Your goal: Within the data beneath, some lines may hold the word "values". Give the number of those lines and nothing else.

[Stored items]
▬▬▬▬▬▬▬▬▬▬
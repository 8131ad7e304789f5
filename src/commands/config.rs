// Copyright 2025 Muvon Un Limited
//
// Licensed under the Apache License, Version 2.0 (the "License");
// you may not use this file except in compliance with the License.
// You may obtain a copy of the License at
//
//     http://www.apache.org/licenses/LICENSE-2.0
//
// Unless required by applicable law or agreed to in writing, software
// distributed under the License is distributed on an "AS IS" BASIS,
// WITHOUT WARRANTIES OR CONDITIONS OF ANY KIND, either express or implied.
// See the License for the specific language governing permissions and
// limitations under the License.

use anyhow::Result;
use clap::Args;
use colored::Colorize;
use octochat::config::{mask_secret, Config, LogLevel};

#[derive(Args, Debug)]
pub struct ConfigArgs {
	/// Set the model (provider:model format, e.g., google:gemini-1.5-flash)
	#[arg(long)]
	pub model: Option<String>,

	/// Set log level (none, info, debug)
	#[arg(long)]
	pub log_level: Option<String>,

	/// Set the request timeout in seconds
	#[arg(long)]
	pub timeout: Option<u64>,

	/// Show current configuration values with defaults
	#[arg(long)]
	pub show: bool,
}

// Handle the configuration command
pub fn execute(args: &ConfigArgs, mut config: Config) -> Result<()> {
	if args.show {
		show_configuration(&config);
		return Ok(());
	}

	let mut modified = false;

	if let Some(model) = &args.model {
		config.model = model.clone();
		println!("Set model to {}", model);
		modified = true;
	}

	if let Some(level) = &args.log_level {
		let level: LogLevel = level.parse()?;
		println!("Set log level to {}", level.as_str());
		config.log_level = level;
		modified = true;
	}

	if let Some(timeout) = args.timeout {
		config.request_timeout_seconds = timeout;
		println!("Set request timeout to {}s", timeout);
		modified = true;
	}

	if modified {
		config.save()?;
		if let Some(path) = config.config_path() {
			println!("Configuration saved to {}", path.display());
		}
	} else {
		let path = Config::create_default_config()?;
		println!("Configuration file: {}", path.display());
		println!("Use --show to print the current values.");
	}

	Ok(())
}

fn show_configuration(config: &Config) {
	println!("{}", "───────────── Configuration ─────────────".bright_cyan());
	if let Some(path) = config.config_path() {
		println!("{} {}", "File:".yellow(), path.display());
	}
	println!("{} {}", "Model:".yellow(), config.model);
	println!("{} {}", "API base URL:".yellow(), config.api_base_url);
	println!("{} {}", "Log level:".yellow(), config.log_level.as_str());
	println!(
		"{} {}s",
		"Request timeout:".yellow(),
		config.request_timeout_seconds
	);
	println!(
		"{} {}",
		"Markdown rendering:".yellow(),
		config.enable_markdown_rendering
	);
	println!("{} {}", "Search URL:".yellow(), config.search_url);
	println!(
		"{} {}",
		"Voice command:".yellow(),
		config.voice_command.as_deref().unwrap_or("(not set)")
	);

	let key = config
		.providers
		.google
		.api_key
		.as_deref()
		.map(mask_secret)
		.unwrap_or_else(|| "(not set)".to_string());
	println!("{} {}", "Google API key:".yellow(), key);
}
▬▬▬▬▬▬▬▬▬▬
Expected answer: 2